Presiden Joko Widodo - Pembangunan infrastruktur dan transportasi menjadi prioritas pemerintah di tahun 2017. (ilustrasi/aktual.com)

Jakarta, Aktual.com – Presiden Joko Widodo mengakui sampai saat ini distribusi bahan pangan dan kebutuhan pokok di Indonesia belum berhasil diperbaiki meski telah diupayakan perbaikan dalam waktu lebih dari dua tahun.

“Mata rantai distribusi kita banyak yang tidak benar, ini harus dibetulkan, sudah dua tahun lebih kita membetulkan tapi belum banyak hasil kita peroleh.

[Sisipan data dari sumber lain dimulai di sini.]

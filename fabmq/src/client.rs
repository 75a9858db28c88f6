//! Outbound MQTT v3 client used for bridges and tests.
//!
//! The connection is driven by a spawned task; [`MqttClient`] is a cheap handle
//! that queues commands to it. Events come back through a [`ClientHandler`].

use std::collections::BTreeMap;
use std::num::NonZeroU16;
use std::sync::Arc;
use std::time::Duration;

use anyhow::anyhow;
use bytes::Bytes;
use futures::StreamExt;
use tokio::sync::{mpsc, oneshot};
use tokio::time::Instant;

use fabmq_codec::v3::{Connect, ConnectAck, ConnectAckReason, Packet, SubscribeReturnCode};
use fabmq_net::{MqttError, MqttStream, Socket};

use crate::inflight::{InInflight, MomentStatus, OutInflight};
use crate::types::{Publish, QoS, TopicFilter, TopicName};
use crate::Result;

/// Callbacks of one client connection.
pub trait ClientHandler: Send + Sync + 'static {
    fn connect_successful(&self) {}

    fn connect_error(&self, _reason: ConnectAckReason) {}

    fn message_arrived(&self, publish: Publish);

    /// `clean` is set when the close was requested through [`MqttClient::disconnect`].
    fn disconnected(&self, _clean: bool) {}
}

enum Command {
    Publish(Publish),
    Subscribe(Vec<(TopicFilter, QoS)>, oneshot::Sender<Vec<SubscribeReturnCode>>),
    Unsubscribe(Vec<TopicFilter>, oneshot::Sender<()>),
    Disconnect,
}

#[derive(Clone)]
pub struct MqttClient {
    tx: mpsc::UnboundedSender<Command>,
}

impl MqttClient {
    /// Performs the CONNECT exchange on `sink` and spawns the connection task.
    ///
    /// A refused CONNACK is reported to `handler` and returned as an error.
    pub async fn connect<Io: Socket>(
        mut sink: MqttStream<Io>,
        connect: Connect,
        handler: Arc<dyn ClientHandler>,
    ) -> Result<MqttClient> {
        let keep_alive = connect.keep_alive;
        let bridge = connect.protocol.no_echo() && sink.cfg.bridge_suffix;
        sink.send_connect(connect).await?;

        match sink.recv(sink.cfg.handshake_timeout).await? {
            Some(Packet::ConnectAck(ConnectAck { return_code: ConnectAckReason::ConnectionAccepted, .. })) => {}
            Some(Packet::ConnectAck(ConnectAck { return_code, .. })) => {
                handler.connect_error(return_code);
                let _ = sink.close().await;
                return Err(anyhow!("connection refused, {}", return_code.reason()));
            }
            Some(p) => return Err(MqttError::UnexpectedPacket(p.packet_type()).into()),
            None => return Err(MqttError::Closed.into()),
        }

        if bridge {
            sink.set_bridge(true);
        }
        handler.connect_successful();

        let (tx, rx) = mpsc::unbounded_channel();
        let state = ClientState {
            handler,
            out_inflight: OutInflight::new(),
            in_inflight: InInflight::default(),
            pending_subs: BTreeMap::new(),
            pending_unsubs: BTreeMap::new(),
            last_write: Instant::now(),
        };
        tokio::spawn(state.run(sink, rx, keep_alive));
        Ok(MqttClient { tx })
    }

    pub fn publish<T>(&self, topic: T, payload: Bytes, qos: QoS, retain: bool) -> Result<()>
    where
        TopicName: From<T>,
    {
        self.send(Command::Publish(Publish::new(topic, payload, qos, retain)))
    }

    /// Resolves with the granted codes once SUBACK arrives.
    pub async fn subscribe(&self, topic_filters: Vec<(TopicFilter, QoS)>) -> Result<Vec<SubscribeReturnCode>> {
        let (tx, rx) = oneshot::channel();
        self.send(Command::Subscribe(topic_filters, tx))?;
        rx.await.map_err(|_| anyhow!("connection closed"))
    }

    pub async fn unsubscribe(&self, topic_filters: Vec<TopicFilter>) -> Result<()> {
        let (tx, rx) = oneshot::channel();
        self.send(Command::Unsubscribe(topic_filters, tx))?;
        rx.await.map_err(|_| anyhow!("connection closed"))
    }

    pub fn disconnect(&self) -> Result<()> {
        self.send(Command::Disconnect)
    }

    #[inline]
    pub fn is_closed(&self) -> bool {
        self.tx.is_closed()
    }

    #[inline]
    fn send(&self, cmd: Command) -> Result<()> {
        self.tx.send(cmd).map_err(|_| anyhow!("connection closed"))
    }
}

struct ClientState {
    handler: Arc<dyn ClientHandler>,
    out_inflight: OutInflight,
    in_inflight: InInflight,
    pending_subs: BTreeMap<NonZeroU16, oneshot::Sender<Vec<SubscribeReturnCode>>>,
    pending_unsubs: BTreeMap<NonZeroU16, oneshot::Sender<()>>,
    last_write: Instant,
}

impl ClientState {
    async fn run<Io: Socket>(mut self, mut sink: MqttStream<Io>, mut rx: mpsc::UnboundedReceiver<Command>, keep_alive: u16) {
        let ping_interval = (keep_alive > 0).then(|| Duration::from_secs(keep_alive as u64));
        let ping_delay = tokio::time::sleep(ping_interval.unwrap_or(Duration::MAX));
        tokio::pin!(ping_delay);

        let clean = loop {
            if let Some(interval) = ping_interval {
                ping_delay.as_mut().reset(self.last_write + interval);
            }
            tokio::select! {
                _ = &mut ping_delay, if ping_interval.is_some() => {
                    if let Err(e) = self.write(&mut sink, Packet::PingRequest).await {
                        log::debug!("ping failed, {e}");
                        break false;
                    }
                }
                cmd = rx.recv() => match cmd {
                    Some(Command::Disconnect) | None => {
                        if let Err(e) = sink.send_disconnect().await {
                            log::debug!("send DISCONNECT failed, {e}");
                        }
                        break true;
                    }
                    Some(cmd) => {
                        if let Err(e) = self.on_command(&mut sink, cmd).await {
                            log::debug!("client write failed, {e}");
                            break false;
                        }
                    }
                },
                packet = sink.next() => match packet {
                    Some(Ok(packet)) => {
                        if let Err(e) = self.on_packet(&mut sink, packet).await {
                            log::debug!("client connection error, {e}");
                            break false;
                        }
                    }
                    Some(Err(e)) => {
                        log::debug!("client read failed, {e}");
                        break false;
                    }
                    None => break false,
                }
            }
        };

        let _ = sink.close().await;
        self.handler.disconnected(clean);
    }

    async fn on_command<Io: Socket>(&mut self, sink: &mut MqttStream<Io>, cmd: Command) -> Result<()> {
        match cmd {
            Command::Publish(mut p) => {
                match p.qos {
                    QoS::AtMostOnce => {}
                    QoS::AtLeastOnce => {
                        let packet_id = self.out_inflight.next_id();
                        p.packet_id = Some(packet_id);
                        self.out_inflight.push(packet_id, MomentStatus::UnAck, p.clone());
                    }
                    QoS::ExactlyOnce => {
                        let packet_id = self.out_inflight.next_id();
                        p.packet_id = Some(packet_id);
                        self.out_inflight.push(packet_id, MomentStatus::UnReceived, p.clone());
                    }
                }
                self.write(sink, Packet::Publish(p)).await
            }
            Command::Subscribe(topic_filters, tx) => {
                let packet_id = self.out_inflight.next_id();
                self.pending_subs.insert(packet_id, tx);
                self.write(sink, Packet::Subscribe { packet_id, topic_filters }).await
            }
            Command::Unsubscribe(topic_filters, tx) => {
                let packet_id = self.out_inflight.next_id();
                self.pending_unsubs.insert(packet_id, tx);
                self.write(sink, Packet::Unsubscribe { packet_id, topic_filters }).await
            }
            Command::Disconnect => Ok(()),
        }
    }

    async fn on_packet<Io: Socket>(&mut self, sink: &mut MqttStream<Io>, packet: Packet) -> Result<()> {
        match packet {
            Packet::Publish(p) => match p.qos {
                QoS::AtMostOnce => self.handler.message_arrived(p),
                QoS::AtLeastOnce => {
                    let packet_id = p.packet_id.ok_or_else(|| anyhow!("QoS 1 PUBLISH without packet id"))?;
                    self.handler.message_arrived(p);
                    self.write(sink, Packet::PublishAck { packet_id }).await?;
                }
                QoS::ExactlyOnce => {
                    let packet_id = p.packet_id.ok_or_else(|| anyhow!("QoS 2 PUBLISH without packet id"))?;
                    self.in_inflight.hold(packet_id, p);
                    self.write(sink, Packet::PublishReceived { packet_id }).await?;
                }
            },
            Packet::PublishRelease { packet_id } => {
                if let Some(p) = self.in_inflight.release(packet_id) {
                    self.handler.message_arrived(p);
                }
                self.write(sink, Packet::PublishComplete { packet_id }).await?;
            }
            Packet::PublishAck { packet_id } => {
                self.out_inflight.remove(packet_id, MomentStatus::UnAck);
            }
            Packet::PublishReceived { packet_id } => {
                if self.out_inflight.update_status(packet_id, MomentStatus::UnReceived, MomentStatus::UnComplete) {
                    self.write(sink, Packet::PublishRelease { packet_id }).await?;
                }
            }
            Packet::PublishComplete { packet_id } => {
                self.out_inflight.remove(packet_id, MomentStatus::UnComplete);
            }
            Packet::SubscribeAck { packet_id, status } => {
                if let Some(tx) = self.pending_subs.remove(&packet_id) {
                    let _ = tx.send(status);
                }
            }
            Packet::UnsubscribeAck { packet_id } => {
                if let Some(tx) = self.pending_unsubs.remove(&packet_id) {
                    let _ = tx.send(());
                }
            }
            Packet::PingResponse => {}
            other => return Err(MqttError::UnexpectedPacket(other.packet_type()).into()),
        }
        Ok(())
    }

    #[inline]
    async fn write<Io: Socket>(&mut self, sink: &mut MqttStream<Io>, packet: Packet) -> Result<()> {
        sink.send(packet).await?;
        self.last_write = Instant::now();
        Ok(())
    }
}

Banyak yang tidak benar kita di sisi ini,” kata Presiden Joko Widodo (Jokowi) saat memberikan sambutan pada Peresmian Pembukaan Rapat Kerja Kementerian Perdagangan Tahun 2017 di Istana Negara Jakarta, Selasa (21/2).

Ia mencontohkan harga komoditas di tingkat petani Rp5.000 tetapi harga jual di tingkat konsumen mencapai Rp15.000.

Presiden memastikan kondisi tersebut tidak benar karena ada pemain-pemain distribusi di tengah rantai tersebut.

“Ini pasti ada yang tidak benar. Sudah saya pastikan. Kemendag harus tahu siapa pemain-pemain distribusi yang ada di tengah ini. Mata rantainya ada berapa. Pada situasi seperti iu Bapak/Ibu harus hadir bukan rutinitas di kantor, cek kontrol di lapangan,” katanya.

Pada era sebelumnya, kata Presiden, masyarakat bisa dengan mudah mengakses informasi harga-harga bahan pangan di berbagai pasar.

“Kenapa tidak ditampilkan tiap sore di tv, radio, media sosial, biar arus informasinya diketahui, petani tahu harga cabai di Cipinang, tahu harga beras di Cipinang. Ini penting keterbukaan seperti itu,” katanya.

Presiden juga menilai, informasi seperti itu mudah untuk dibuat aplikasinya sehingga gampang diakses siapapun.

“Juga hal-hal terkait kuota, ini hati-hati, di sini banyak yang masuk sel karena kuota ini. Saya minta mulai dipelajari termasuk untuk masalah tarif, kombinasi tarif, dan kuota jelas (agar) negara mendapatkan masukan,” katanya.